BlackRock’s fund will reportedly include a temporary fee waiver, lowering costs to 0.12% for the first year or until the fund reaches $2.5 billion in assets. James Seyffart noted that Coinbase will serve as both the custodian and staking provider for the fund. However, the ETF will rely on a small group of approved validators. This includes Figment, Galaxy Digital, and Attestant.
Attestant was recently acquired by Bitwise Asset Management. It is being rebranded as Bitwise Onchain Solutions, he added. Seyffart mentioned that the fund will hold spot Ethereum and stake a portion of those holdings on the network. Staking rewards earned by the ETF will then be sold and distributed to investors as dividends. He expected that it would be paid monthly.
ETHB begins trading on Nasdaq and becomes BlackRock’s third crypto ETF. The firm is already operating the iShares Bitcoin Trust and the iShares Ethereum Trust. IBIT currently manages more than $55 billion in assets. Its cumulative net inflow hovers around $62.88 billion. BlackRock’s ETHA has grown to roughly $6.5 billion, and it holds a cumulative net inflow of $11.93 billion.
Jay Jacobs, BlackRock’s U.S. head of equity ETFs, reportedly stated that some investors want exposure to Ether’s price while also capturing staking rewards that are typically available only when holding tokens directly.

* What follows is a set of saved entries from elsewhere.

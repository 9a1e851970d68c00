//! Dashboard wiring
//!
//! Builds the quote client and document store once from configuration and
//! ties a user's watchlist to a refresh subscription. `follow_session`
//! reacts to pushed session changes instead of polling auth state.

use crate::config::{BackendMode, Config, ConfigError};
use crate::fetch::BatchFetcher;
use crate::quote::{FinnhubClient, FinnhubConfig, MockQuoteClient, QuoteClient};
use crate::refresh::{Detached, RefreshScheduler, RefreshSnapshot, Subscription};
use crate::session::{SessionProvider, UserId};
use crate::store::{DocumentStore, FileDocumentStore, MemoryDocumentStore};
use crate::watchlist::{Tier, WatchlistError, WatchlistStore};
use std::sync::Arc;
use tokio_util::sync::CancellationToken;

/// External collaborators selected at construction time
#[derive(Clone)]
pub struct Backend {
    pub quotes: Arc<dyn QuoteClient>,
    pub documents: Arc<dyn DocumentStore>,
}

impl Backend {
    pub fn new(quotes: Arc<dyn QuoteClient>, documents: Arc<dyn DocumentStore>) -> Self {
        Self { quotes, documents }
    }

    /// Demo quotes and an in-memory store seeded with the demo user
    pub fn mock() -> Self {
        Self::new(
            Arc::new(MockQuoteClient::demo()),
            Arc::new(MemoryDocumentStore::demo()),
        )
    }

    /// Select the backend named by `backend.mode`
    pub fn from_config(config: &Config) -> Result<Self, ConfigError> {
        match config.backend.mode {
            BackendMode::Mock => {
                tracing::info!("Using mock backend");
                Ok(Self::mock())
            }
            BackendMode::Live => {
                let api_key = config
                    .provider
                    .resolve_api_key()
                    .ok_or(ConfigError::MissingApiKey)?;
                let client = FinnhubClient::with_config(
                    FinnhubConfig::new(api_key)
                        .base_url(config.provider.base_url.clone())
                        .timeout(config.provider.timeout()),
                );
                tracing::info!(
                    base_url = %client.base_url(),
                    store = %config.store.path.display(),
                    "Using live backend"
                );
                Ok(Self::new(
                    Arc::new(client),
                    Arc::new(FileDocumentStore::new(config.store.path.clone())),
                ))
            }
        }
    }
}

/// A signed-in user's watchlist and its refresh subscription
pub struct DashboardView {
    pub watchlist: Arc<WatchlistStore>,
    pub subscription: Subscription,
}

impl DashboardView {
    pub fn user_id(&self) -> &UserId {
        self.watchlist.user_id()
    }

    /// Stop refreshing; pending results are discarded
    pub fn close(self) -> Detached {
        tracing::info!(user_id = %self.user_id(), "Closing dashboard view");
        self.subscription.detach()
    }
}

/// What `follow_session` reports to its host
#[derive(Debug)]
pub enum ViewEvent<'a> {
    /// A refresh cycle completed for the open view
    Snapshot(&'a RefreshSnapshot),
    /// The signed-in user's view could not be opened; retried on the next session change
    OpenFailed(&'a WatchlistError),
}

/// Entry point tying watchlists to the refresh scheduler
pub struct Dashboard {
    backend: Backend,
    fetcher: Arc<BatchFetcher>,
    scheduler: RefreshScheduler,
    default_tier: Tier,
}

impl Dashboard {
    pub fn new(backend: Backend, scheduler: RefreshScheduler, fetcher: Arc<BatchFetcher>, default_tier: Tier) -> Self {
        Self {
            backend,
            fetcher,
            scheduler,
            default_tier,
        }
    }

    /// Build the backend, fetcher and scheduler from configuration
    pub fn from_config(config: &Config) -> Result<Self, ConfigError> {
        let backend = Backend::from_config(config)?;
        Ok(Self::with_backend(backend, config))
    }

    /// Use `backend` with the refresh and watchlist settings from `config`
    pub fn with_backend(backend: Backend, config: &Config) -> Self {
        let fetcher = Arc::new(BatchFetcher::with_config(
            Arc::clone(&backend.quotes),
            config.refresh.fetch_config(),
        ));
        let scheduler = RefreshScheduler::with_interval(Arc::clone(&fetcher), config.refresh.interval());
        Self::new(backend, scheduler, fetcher, config.watchlist.default_tier)
    }

    pub fn backend(&self) -> &Backend {
        &self.backend
    }

    pub fn fetcher(&self) -> &Arc<BatchFetcher> {
        &self.fetcher
    }

    pub fn scheduler(&self) -> &RefreshScheduler {
        &self.scheduler
    }

    /// Read the user's watchlist from the document store
    pub async fn load_watchlist(&self, user_id: UserId) -> Result<WatchlistStore, WatchlistError> {
        WatchlistStore::load(
            user_id,
            Arc::clone(&self.backend.documents),
            Arc::clone(&self.backend.quotes),
            self.default_tier,
        )
        .await
    }

    /// Load the watchlist and start refreshing it
    pub async fn open(&self, user_id: UserId) -> Result<DashboardView, WatchlistError> {
        let watchlist = Arc::new(self.load_watchlist(user_id).await?);
        let subscription = self.scheduler.subscribe(watchlist.subscribe());
        tracing::info!(
            user_id = %watchlist.user_id(),
            subscription_id = %subscription.id(),
            "Dashboard view opened"
        );
        Ok(DashboardView {
            watchlist,
            subscription,
        })
    }

    /// Keep one view open for whoever is signed in until `shutdown`.
    ///
    /// Sign-in opens a view, sign-out or a user switch closes it. Every
    /// published snapshot and every failed open is passed to `on_event`.
    pub async fn follow_session<F>(
        &self,
        session: &dyn SessionProvider,
        shutdown: CancellationToken,
        mut on_event: F,
    ) where
        F: FnMut(&UserId, ViewEvent<'_>),
    {
        let mut changes = session.changes();
        let mut signed_in = changes.borrow_and_update().clone();
        let mut opened_for: Option<UserId> = None;
        let mut view: Option<DashboardView> = None;

        loop {
            if opened_for != signed_in {
                if let Some(old) = view.take() {
                    drop(old.close());
                }
                opened_for = signed_in.clone();
                if let Some(user_id) = signed_in.clone() {
                    match self.open(user_id.clone()).await {
                        Ok(opened) => view = Some(opened),
                        Err(e) => {
                            tracing::warn!(user_id = %user_id, error = %e, "Could not open dashboard view");
                            on_event(&user_id, ViewEvent::OpenFailed(&e));
                        }
                    }
                }
            }

            let event = tokio::select! {
                biased;
                _ = shutdown.cancelled() => SessionEvent::Shutdown,
                changed = changes.changed() => match changed {
                    Ok(()) => SessionEvent::Changed,
                    Err(_) => SessionEvent::Shutdown,
                },
                snapshot = next_snapshot(&mut view), if view.is_some() => SessionEvent::Snapshot(snapshot),
            };

            match event {
                SessionEvent::Shutdown => break,
                SessionEvent::Changed => {
                    signed_in = changes.borrow_and_update().clone();
                    if view.is_none() {
                        // Nothing open for the current user; retry the open
                        opened_for = None;
                    }
                }
                SessionEvent::Snapshot(Some(snapshot)) => {
                    if let Some(user_id) = opened_for.as_ref() {
                        on_event(user_id, ViewEvent::Snapshot(&snapshot));
                    }
                }
                SessionEvent::Snapshot(None) => {
                    // Task ended on its own; wait for the next session change
                    tracing::warn!("Refresh subscription ended unexpectedly");
                    view = None;
                }
            }
        }

        if let Some(view) = view.take() {
            view.close().join().await;
        }
    }
}

enum SessionEvent {
    Shutdown,
    Changed,
    Snapshot(Option<RefreshSnapshot>),
}

async fn next_snapshot(view: &mut Option<DashboardView>) -> Option<RefreshSnapshot> {
    match view {
        Some(view) => view.subscription.next_snapshot().await,
        None => None,
    }
}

He added that the absence of staking in the first wave of Ethereum ETFs may have discouraged some investors from moving assets into ETFs.

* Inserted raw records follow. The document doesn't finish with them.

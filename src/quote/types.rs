//! Quote types

use crate::symbol::Symbol;
use chrono::{DateTime, Utc};
use serde::{Deserialize, Serialize};
use thiserror::Error;

/// A point-in-time price snapshot for a symbol
#[derive(Debug, Clone, PartialEq, Serialize, Deserialize)]
pub struct Quote {
    /// Normalized ticker
    pub symbol: Symbol,
    /// Company name, or the ticker when the name could not be resolved
    pub display_name: String,
    /// Current price
    pub price: f64,
    /// Change since previous close
    pub absolute_change: f64,
    /// Change since previous close, in percent
    pub percent_change: f64,
    /// Local retrieval time (the provider does not guarantee an exchange time)
    pub observed_at: DateTime<Utc>,
}

/// Closed set of per-symbol quote failures
#[derive(Debug, Clone, PartialEq, Eq, Error)]
pub enum QuoteError {
    /// Provider has no tradable instrument for the symbol
    #[error("no tradable instrument found for {0}")]
    NotFound(Symbol),
    /// Request quota exhausted (HTTP 429)
    #[error("quote provider rate limit exceeded")]
    RateLimited,
    /// Credentials rejected (HTTP 401); no retry can succeed
    #[error("quote provider rejected the API credentials")]
    Unauthorized,
    /// Network, timeout, or any other provider failure
    #[error("transient quote provider error: {0}")]
    Transient(String),
}

impl QuoteError {
    /// Whether the caller may retry the request
    pub fn is_retryable(&self) -> bool {
        matches!(self, QuoteError::Transient(_))
    }

    /// Whether this signals a configuration problem for the whole process
    pub fn is_fatal(&self) -> bool {
        matches!(self, QuoteError::Unauthorized)
    }

    /// Short label used for metrics and structured logs
    pub fn kind(&self) -> &'static str {
        match self {
            QuoteError::NotFound(_) => "not_found",
            QuoteError::RateLimited => "rate_limited",
            QuoteError::Unauthorized => "unauthorized",
            QuoteError::Transient(_) => "transient",
        }
    }
}
//! Document mutation helpers shared by the store implementations

use super::{ProfileRecord, StoreError, UPDATED_AT_FIELD};
use crate::session::UserId;
use chrono::Utc;
use serde_json::{Map, Value};

pub(crate) type Document = Map<String, Value>;

/// Decode a stored document into a profile record
pub(crate) fn to_record(user_id: &UserId, doc: Option<&Document>) -> Result<ProfileRecord, StoreError> {
    let mut record: ProfileRecord = match doc {
        Some(doc) => serde_json::from_value(Value::Object(doc.clone()))?,
        None => ProfileRecord::default(),
    };
    if record.uid.is_empty() {
        record.uid = user_id.to_string();
    }
    Ok(record)
}

pub(crate) fn set_field(doc: &mut Document, field: &str, value: Value, merge: bool) {
    if !merge {
        doc.clear();
    }
    doc.insert(field.to_string(), value);
}

pub(crate) fn add_to_array(doc: &mut Document, field: &str, value: Value) {
    match doc.get_mut(field) {
        Some(Value::Array(items)) => {
            if !items.contains(&value) {
                items.push(value);
            }
        }
        _ => {
            doc.insert(field.to_string(), Value::Array(vec![value]));
        }
    }
}

pub(crate) fn remove_from_array(doc: &mut Document, field: &str, value: &Value) {
    if let Some(Value::Array(items)) = doc.get_mut(field) {
        items.retain(|item| item != value);
    }
}

pub(crate) fn stamp(doc: &mut Document) {
    doc.insert(
        UPDATED_AT_FIELD.to_string(),
        Value::String(Utc::now().to_rfc3339()),
    );
}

Ethereum operates on a proof-of-stake system. This allows token holders to lock coins to validate transactions and secure the network. Those participants receive rewards in return, which is a feature that many investors view as similar to yield. However, there are several other advantages to it. This includes institutional custody and access through brokerage accounts. It also has the ability to integrate the asset into traditional portfolios alongside stocks and bonds.

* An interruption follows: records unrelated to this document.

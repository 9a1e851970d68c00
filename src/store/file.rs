//! JSON file document store
//!
//! All profiles live in one JSON object keyed by user id. Every mutation
//! rewrites the file through a temporary sibling and a rename.

use super::document::{self, Document};
use super::{DocumentStore, ProfileRecord, StoreError};
use crate::session::UserId;
use async_trait::async_trait;
use serde_json::Value;
use std::collections::BTreeMap;
use std::io::ErrorKind;
use std::path::{Path, PathBuf};
use tokio::sync::Mutex;

type Documents = BTreeMap<String, Document>;

/// Document store persisted to a local JSON file
#[derive(Debug)]
pub struct FileDocumentStore {
    path: PathBuf,
    /// Serializes read-modify-write cycles
    lock: Mutex<()>,
}

impl FileDocumentStore {
    /// Create a store backed by `path`; the file is created on first write
    pub fn new(path: impl Into<PathBuf>) -> Self {
        Self {
            path: path.into(),
            lock: Mutex::new(()),
        }
    }

    pub fn path(&self) -> &Path {
        &self.path
    }

    async fn load(&self) -> Result<Documents, StoreError> {
        match tokio::fs::read(&self.path).await {
            Ok(bytes) if bytes.iter().all(u8::is_ascii_whitespace) => Ok(Documents::new()),
            Ok(bytes) => Ok(serde_json::from_slice(&bytes)?),
            Err(e) if e.kind() == ErrorKind::NotFound => Ok(Documents::new()),
            Err(e) => Err(e.into()),
        }
    }

    async fn save(&self, documents: &Documents) -> Result<(), StoreError> {
        if let Some(parent) = self.path.parent() {
            if !parent.as_os_str().is_empty() {
                tokio::fs::create_dir_all(parent).await?;
            }
        }

        let bytes = serde_json::to_vec_pretty(documents)?;
        let tmp = self.path.with_extension("json.tmp");
        tokio::fs::write(&tmp, bytes).await?;
        tokio::fs::rename(&tmp, &self.path).await?;
        Ok(())
    }

    async fn mutate<F>(&self, user_id: &UserId, apply: F) -> Result<(), StoreError>
    where
        F: FnOnce(&mut Document),
    {
        let _guard = self.lock.lock().await;
        let mut documents = self.load().await?;
        let doc = documents.entry(user_id.to_string()).or_default();
        apply(doc);
        document::stamp(doc);
        self.save(&documents).await?;
        tracing::debug!(user_id = %user_id, path = %self.path.display(), "Profile document written");
        Ok(())
    }
}

#[async_trait]
impl DocumentStore for FileDocumentStore {
    async fn get(&self, user_id: &UserId) -> Result<ProfileRecord, StoreError> {
        let _guard = self.lock.lock().await;
        let documents = self.load().await?;
        document::to_record(user_id, documents.get(user_id.as_str()))
    }

    async fn set_field(
        &self,
        user_id: &UserId,
        field: &str,
        value: Value,
        merge: bool,
    ) -> Result<(), StoreError> {
        self.mutate(user_id, |doc| document::set_field(doc, field, value, merge))
            .await
    }

    async fn add_to_array_field(
        &self,
        user_id: &UserId,
        field: &str,
        value: Value,
    ) -> Result<(), StoreError> {
        self.mutate(user_id, |doc| document::add_to_array(doc, field, value))
            .await
    }

    async fn remove_from_array_field(
        &self,
        user_id: &UserId,
        field: &str,
        value: Value,
    ) -> Result<(), StoreError> {
        self.mutate(user_id, |doc| document::remove_from_array(doc, field, &value))
            .await
    }
}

Robert Mitchnick, the firm’s global head of digital assets, highlighted that combining spot Ether exposure with staking rewards creates another way for investors to participate in the Ethereum ecosystem. He added that as the world’s second-largest digital asset, ETH plays a central role in the long-term growth of blockchain adoption
Earlier, Bloomberg’s Seyffart, in a post, mentioned that the average cost basis for ETH ETF holders sits near $3,500, while Ether has recently traded closer to $2,000. The launch comes as existing Ethereum ETF investors face high unrealized losses. This leaves the holders with around 43% unrealized loss on average. The drawdown is reflecting a similar decline in April 2025 when ETH fell more than 60% before recovering.
He added that despite the downturn, most investors have held their positions. Net inflows into Ethereum ETFs have declined from about $15 billion to just under $12 billion. This is a much worse selloff than the Bitcoin ETFs on a relative basis, but still fairly decent diamond hands in the grand scheme.
Ether’s price has dropped by more than 33% in the last 90 days. It has dipped by around 30% since the beginning of this year. After witnessing a minor recovery, ETH is trading at an average price of $2,071 at the press time.